__AIM OF THE EXERCISE__. State how many lines in the listing below include the word "LipsyncError". Give nothing but the number.

__SOURCE MATERIAL__.
----

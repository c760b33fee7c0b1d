//! Arabic number verbalization.
//!
//! A best-effort cascading converter: each magnitude tier handles its own
//! singular and dual forms and hands the remainder to the tier below,
//! joined with the conjunction "و". Grammatical agreement is not modelled.

use crate::error::{LipsyncError, Result};

/// Standalone digit words, used when reading digit by digit.
pub const DIGITS: [&str; 10] = [
    "صفر", "واحد", "اثنان", "ثلاثة", "أربعة", "خمسة", "ستة", "سبعة", "ثمانية", "تسعة",
];

pub const ONES: [&str; 10] = [
    "", "واحد", "اثنان", "ثلاثة", "أربعة", "خمسة", "ستة", "سبعة", "ثمانية", "تسعة",
];

pub const TENS: [&str; 10] = [
    "", "عشرة", "عشرون", "ثلاثون", "أربعون", "خمسون", "ستون", "سبعون", "ثمانون", "تسعون",
];

/// 10 through 19.
pub const TEENS: [&str; 10] = [
    "عشرة",
    "أحد عشر",
    "اثنا عشر",
    "ثلاثة عشر",
    "أربعة عشر",
    "خمسة عشر",
    "ستة عشر",
    "سبعة عشر",
    "ثمانية عشر",
    "تسعة عشر",
];

const CONJUNCTION: &str = " و ";

/// Largest value the magnitude tiers can express.
pub const MAX_CASCADE_VALUE: u64 = 999_999_999;

/// Convert a run of ASCII digits to Arabic words.
///
/// Numbers with a leading zero, and values in the ranges (99, 1000) and
/// (10000, 1000000), are read digit by digit as they are far more often
/// codes (area codes, phone numbers) than quantities.
pub fn convert_number_to_words(num: &str) -> Result<String> {
    if num.is_empty() {
        return Err(LipsyncError::EmptyNumber);
    }
    if let Some(c) = num.chars().find(|c| !c.is_ascii_digit()) {
        return Err(LipsyncError::InvalidDigit(c));
    }

    if num == "0" {
        return Ok(DIGITS[0].to_string());
    }
    if num.starts_with('0') {
        return Ok(convert_digit_by_digit(num));
    }

    // Any run this long without a leading zero is past the millions tier.
    let value = match num.parse::<u64>() {
        Ok(v) if v <= MAX_CASCADE_VALUE => v,
        _ => {
            log::debug!("Number {} exceeds the millions tier, reading digits", num);
            return Ok(convert_digit_by_digit(num));
        }
    };

    if (100..1000).contains(&value) || (10_001..1_000_000).contains(&value) {
        return Ok(convert_digit_by_digit(num));
    }

    Ok(convert_millions(value))
}

/// Read each digit as its standalone word, space separated.
///
/// Non-digit characters are skipped.
pub fn convert_digit_by_digit(num: &str) -> String {
    num.chars()
        .filter_map(|c| c.to_digit(10))
        .map(|d| DIGITS[d as usize])
        .collect::<Vec<_>>()
        .join(" ")
}

/// 0-99. Compound numbers put the ones before the tens.
pub fn convert_tens(num: u64) -> String {
    match num {
        0..=9 => ONES[num as usize].to_string(),
        10..=19 => TEENS[(num - 10) as usize].to_string(),
        _ => {
            let ten = ((num / 10) % 10) as usize;
            let one = (num % 10) as usize;
            if one == 0 {
                TENS[ten].to_string()
            } else {
                format!("{}{}{}", ONES[one], CONJUNCTION, TENS[ten])
            }
        }
    }
}

pub fn convert_hundreds(num: u64) -> String {
    if num < 100 {
        return convert_tens(num);
    }
    let hundred = num / 100;
    let remainder = num % 100;

    let mut result = match hundred {
        1 => "مائة".to_string(),
        2 => "مائتان".to_string(),
        n => format!("{} مائة", convert_tens(n)),
    };
    if remainder > 0 {
        result.push_str(CONJUNCTION);
        result.push_str(&convert_tens(remainder));
    }
    result
}

pub fn convert_thousands(num: u64) -> String {
    if num < 1000 {
        return convert_hundreds(num);
    }
    let thousand = num / 1000;
    let remainder = num % 1000;

    let mut result = match thousand {
        1 => "ألف".to_string(),
        2 => "ألفان".to_string(),
        3..=10 => format!("{} آلاف", convert_tens(thousand)),
        n => format!("{} ألف", convert_hundreds(n)),
    };
    if remainder > 0 {
        result.push_str(CONJUNCTION);
        result.push_str(&convert_hundreds(remainder));
    }
    result
}

pub fn convert_millions(num: u64) -> String {
    if num < 1_000_000 {
        return convert_thousands(num);
    }
    let million = num / 1_000_000;
    let remainder = num % 1_000_000;

    let mut result = match million {
        1 => "مليون".to_string(),
        2 => "مليونان".to_string(),
        3..=10 => format!("{} ملايين", convert_tens(million)),
        n => format!("{} مليون", convert_hundreds(n)),
    };
    if remainder > 0 {
        result.push_str(CONJUNCTION);
        result.push_str(&convert_thousands(remainder));
    }
    result
}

----

__RESPONSE TO THE EXERCISE__. 3